DATASET RECORDS: Begin

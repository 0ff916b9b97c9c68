use std::path::PathBuf;

use clap::Parser;
use clap_verbosity_flag::{Verbosity, WarnLevel};
use pareval_rt::{DatasetLayout, Mode};

mod commands;
mod error;

use commands::bench::{handle_bench, BenchOptions};
use commands::run::{handle_run, RunOptions};

#[derive(Parser, Debug)]
#[command(name = "pareval")]
#[command(about = "Parallel precision/recall threshold sweeps", long_about = None)]
struct Args {
    #[command(flatten)]
    verbose: Verbosity<WarnLevel>,

    #[clap(subcommand)]
    command: Command,
}

#[derive(clap::Subcommand, Debug)]
enum Command {
    /// Sweep the thresholds over a dataset and write the precision/recall table
    Run {
        /// CSV file of `label,text` rows
        #[arg(value_name = "DATASET")]
        dataset: PathBuf,
        /// Record order applied after loading
        #[arg(short, long, value_enum, default_value_t = LayoutArg::Balanced)]
        layout: LayoutArg,
        /// Execution mode
        #[arg(short, long, value_enum, default_value_t = ModeArg::Sequential)]
        mode: ModeArg,
        /// Worker threads for parallel modes (defaults to the number of CPUs)
        #[arg(short = 't', long, value_name = "N")]
        threads: Option<usize>,
        /// TOML file with sweep settings
        #[arg(short, long, value_name = "FILE")]
        config: Option<PathBuf>,
        /// Where to write the precision/recall table
        #[arg(short, long, value_name = "FILE")]
        output: Option<PathBuf>,
        /// Run the plot script on the written table
        #[arg(long)]
        plot: bool,
        /// Plot script to run with --plot
        #[arg(long, value_name = "FILE")]
        plot_script: Option<PathBuf>,
    },

    /// Time every mode against the sequential baseline
    Bench {
        /// CSV file of `label,text` rows
        #[arg(value_name = "DATASET")]
        dataset: PathBuf,
        /// Record order applied after loading
        #[arg(short, long, value_enum, default_value_t = LayoutArg::Balanced)]
        layout: LayoutArg,
        /// Thread counts to measure, comma separated
        #[arg(short = 't', long, value_delimiter = ',', default_value = "2,4,6,8,12")]
        threads: Vec<usize>,
        /// Sweeps averaged per measurement
        #[arg(short, long, default_value_t = 5)]
        runs: usize,
        /// TOML file with sweep settings
        #[arg(short, long, value_name = "FILE")]
        config: Option<PathBuf>,
        /// Also write the results as CSV
        #[arg(long, value_name = "FILE")]
        csv: Option<PathBuf>,
    },

    /// List the execution modes
    Modes,
}

#[derive(clap::ValueEnum, Clone, Copy, Debug, PartialEq, Eq)]
enum ModeArg {
    /// Run sequentially
    #[value(name = "s")]
    Sequential,
    /// Static chunks joined through a barrier
    #[value(name = "p-normal")]
    Normal,
    /// Per-worker deques, no stealing
    #[value(name = "p-nosteal")]
    NoSteal,
    /// Per-worker deques with work stealing
    #[value(name = "p-steal")]
    Steal,
}

impl From<ModeArg> for Mode {
    fn from(arg: ModeArg) -> Self {
        match arg {
            ModeArg::Sequential => Mode::Sequential,
            ModeArg::Normal => Mode::BarrierParallel,
            ModeArg::NoSteal => Mode::DequeNoSteal,
            ModeArg::Steal => Mode::DequeSteal,
        }
    }
}

#[derive(clap::ValueEnum, Clone, Copy, Debug, PartialEq, Eq)]
enum LayoutArg {
    /// File order
    Balanced,
    /// Shortest texts first
    Imbalanced,
}

impl From<LayoutArg> for DatasetLayout {
    fn from(arg: LayoutArg) -> Self {
        match arg {
            LayoutArg::Balanced => DatasetLayout::Balanced,
            LayoutArg::Imbalanced => DatasetLayout::Imbalanced,
        }
    }
}

fn main() -> miette::Result<()> {
    let args = Args::parse();
    env_logger::Builder::new()
        .filter_level(args.verbose.log_level_filter())
        .parse_default_env()
        .init();

    match args.command {
        Command::Run {
            dataset,
            layout,
            mode,
            threads,
            config,
            output,
            plot,
            plot_script,
        } => handle_run(RunOptions {
            dataset,
            layout: layout.into(),
            mode: mode.into(),
            threads,
            config,
            output,
            plot,
            plot_script,
        })?,
        Command::Bench {
            dataset,
            layout,
            threads,
            runs,
            config,
            csv,
        } => handle_bench(BenchOptions {
            dataset,
            layout: layout.into(),
            threads,
            runs,
            config,
            csv,
        })?,
        Command::Modes => {
            for mode in Mode::ALL {
                println!("{:<10} {}", mode.as_str(), mode.description());
            }
        }
    }
    Ok(())
}

#[cfg(test)]
mod tests {
    use super::*;
    use clap::CommandFactory;

    #[test]
    fn test_cli_definition() {
        Args::command().debug_assert();
    }

    #[test]
    fn test_parse_run() {
        let args = Args::try_parse_from([
            "pareval", "run", "data.csv", "--mode", "p-steal", "-t", "6", "--layout", "imbalanced",
        ])
        .unwrap();
        match args.command {
            Command::Run {
                dataset,
                mode,
                threads,
                layout,
                plot,
                ..
            } => {
                assert_eq!(dataset, PathBuf::from("data.csv"));
                assert_eq!(Mode::from(mode), Mode::DequeSteal);
                assert_eq!(threads, Some(6));
                assert_eq!(DatasetLayout::from(layout), DatasetLayout::Imbalanced);
                assert!(!plot);
            }
            other => panic!("unexpected command {:?}", other),
        }
    }

    #[test]
    fn test_mode_names_match_runtime() {
        use clap::ValueEnum;
        for arg in ModeArg::value_variants() {
            let name = arg.to_possible_value().unwrap().get_name().to_string();
            assert_eq!(name.parse::<Mode>().unwrap(), Mode::from(*arg));
        }
    }

    #[test]
    fn test_parse_bench_defaults() {
        let args = Args::try_parse_from(["pareval", "bench", "data.csv"]).unwrap();
        match args.command {
            Command::Bench { threads, runs, csv, .. } => {
                assert_eq!(threads, vec![2, 4, 6, 8, 12]);
                assert_eq!(runs, 5);
                assert!(csv.is_none());
            }
            other => panic!("unexpected command {:?}", other),
        }
    }

    #[test]
    fn test_unknown_mode_rejected() {
        assert!(Args::try_parse_from(["pareval", "run", "data.csv", "--mode", "p-fast"]).is_err());
    }
}
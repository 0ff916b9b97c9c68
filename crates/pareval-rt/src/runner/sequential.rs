// pareval-rt/src/runner/sequential.rs

use pareval_metrics::Counters;

use super::{RoundContext, RoundOutcome, WorkerStats};
use crate::dataset::Dataset;

/// The whole dataset as one chunk, on the calling thread.
pub(super) fn run_round(ctx: &RoundContext<'_>, dataset: &Dataset) -> RoundOutcome {
    let mut counters = Counters::default();
    for record in dataset.records() {
        ctx.observe(&mut counters, record);
    }
    RoundOutcome {
        counters,
        workers: vec![WorkerStats {
            processed: dataset.len(),
            stolen: 0,
        }],
    }
}
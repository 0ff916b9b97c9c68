//! Precision/recall bookkeeping for threshold sweeps.
//!
//! Workers accumulate [`Counters`]; the coordinator reduces them into one
//! [`Metrics`] per threshold, stores it in a [`ThresholdTable`] and folds it
//! into an [`OptimalMetrics`]. [`ReportSink`] persists the finished sweep.

mod metrics;
mod report;
mod table;

pub use metrics::{Counters, Metrics, OptimalMetrics};
pub use report::{format_optimal, write_pr_table, ReportError, ReportSink};
pub use table::ThresholdTable;
/// HTTP API Layer
///
/// This module provides the REST API endpoints for the activity directory:
/// - Activity listing
/// - Student signup and unregister by email
/// - Landing page redirect

// Activity endpoints (GET/POST)
pub mod activities;

// Re-export router builder and state
pub use activities::{create_activity_routes, AppState};
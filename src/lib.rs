/// Mergington: extracurricular activity signup service
///
/// This library provides the activity directory (catalog seeding, listing and
/// enrollment), its SQLite store, and the HTTP routes that expose it.

// Core configuration and setup
pub mod config;

// Activity directory layer - records, repositories, enrollment rules
pub mod activity;

// HTTP API layer - REST endpoints for listing and enrollment
pub mod api;

// Server setup and initialization
pub mod server;

// Re-export commonly used types for external consumers
pub use activity::{Activity, ActivityDirectoryService, ActivityError, ActivityRepository};
pub use server::{build_router, create_app, start_server};
/// Data-access seam for activity records
///
/// The service only talks to the store through `ActivityRepository`, so the
/// hosting process can inject SQLite while tests inject the in-memory registry.

use crate::activity::types::ActivityMap;
use crate::activity::Activity;
use anyhow::Result;
use arc_swap::ArcSwap;
use async_trait::async_trait;
use std::sync::Arc;

/// Persistent store of activity records keyed by name
///
/// Participant mutations are conditional and atomic on the store side: the
/// returned flag tells whether the stored record actually changed.
#[async_trait]
pub trait ActivityRepository: Send + Sync {
    /// Drop every stored activity and insert `activities` in their place
    async fn replace_all(&self, activities: &ActivityMap) -> Result<()>;

    /// Every stored activity with its current participants
    async fn list(&self) -> Result<ActivityMap>;

    /// A single activity by name
    async fn get(&self, name: &str) -> Result<Option<Activity>>;

    /// Append `email` if the activity exists and does not already list it
    async fn add_participant(&self, name: &str, email: &str) -> Result<bool>;

    /// Remove `email` if the activity exists and lists it
    async fn remove_participant(&self, name: &str, email: &str) -> Result<bool>;
}

/// Lock-free in-memory repository
///
/// Every mutation clones the map and swaps it in with `ArcSwap::rcu`, which
/// retries on contention, so concurrent conditional updates never lose writes.
#[derive(Debug, Default)]
pub struct InMemoryActivityRepository {
    activities: ArcSwap<ActivityMap>,
}

impl InMemoryActivityRepository {
    pub fn new() -> Self {
        Self::default()
    }
}

#[async_trait]
impl ActivityRepository for InMemoryActivityRepository {
    async fn replace_all(&self, activities: &ActivityMap) -> Result<()> {
        self.activities.store(Arc::new(activities.clone()));
        Ok(())
    }

    async fn list(&self) -> Result<ActivityMap> {
        Ok((**self.activities.load()).clone())
    }

    async fn get(&self, name: &str) -> Result<Option<Activity>> {
        Ok(self.activities.load().get(name).cloned())
    }

    async fn add_participant(&self, name: &str, email: &str) -> Result<bool> {
        let previous = self.activities.rcu(|current| {
            let mut next = (**current).clone();
            if let Some(activity) = next.get_mut(name) {
                if !activity.has_participant(email) {
                    activity.participants.push(email.to_string());
                }
            }
            next
        });

        // `previous` is exactly the map our successful swap replaced
        Ok(previous
            .get(name)
            .is_some_and(|activity| !activity.has_participant(email)))
    }

    async fn remove_participant(&self, name: &str, email: &str) -> Result<bool> {
        let previous = self.activities.rcu(|current| {
            let mut next = (**current).clone();
            if let Some(activity) = next.get_mut(name) {
                activity.participants.retain(|p| p != email);
            }
            next
        });

        Ok(previous
            .get(name)
            .is_some_and(|activity| activity.has_participant(email)))
    }
}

DATASET RECORDS: End

WHAT THE TASK REQUIRES: Would you print exactly, and only, the lines of the data above from the line with "- Activity listing" through the line with "seeding, listing and", inclusive?

OUTPUT BELOW:
/// - Activity listing
/// - Student signup and unregister by email
/// - Landing page redirect

// Activity endpoints (GET/POST)
pub mod activities;

// Re-export router builder and state
pub use activities::{create_activity_routes, AppState};
filename src/lib.rs
/// Mergington: extracurricular activity signup service
///
/// This library provides the activity directory (catalog seeding, listing and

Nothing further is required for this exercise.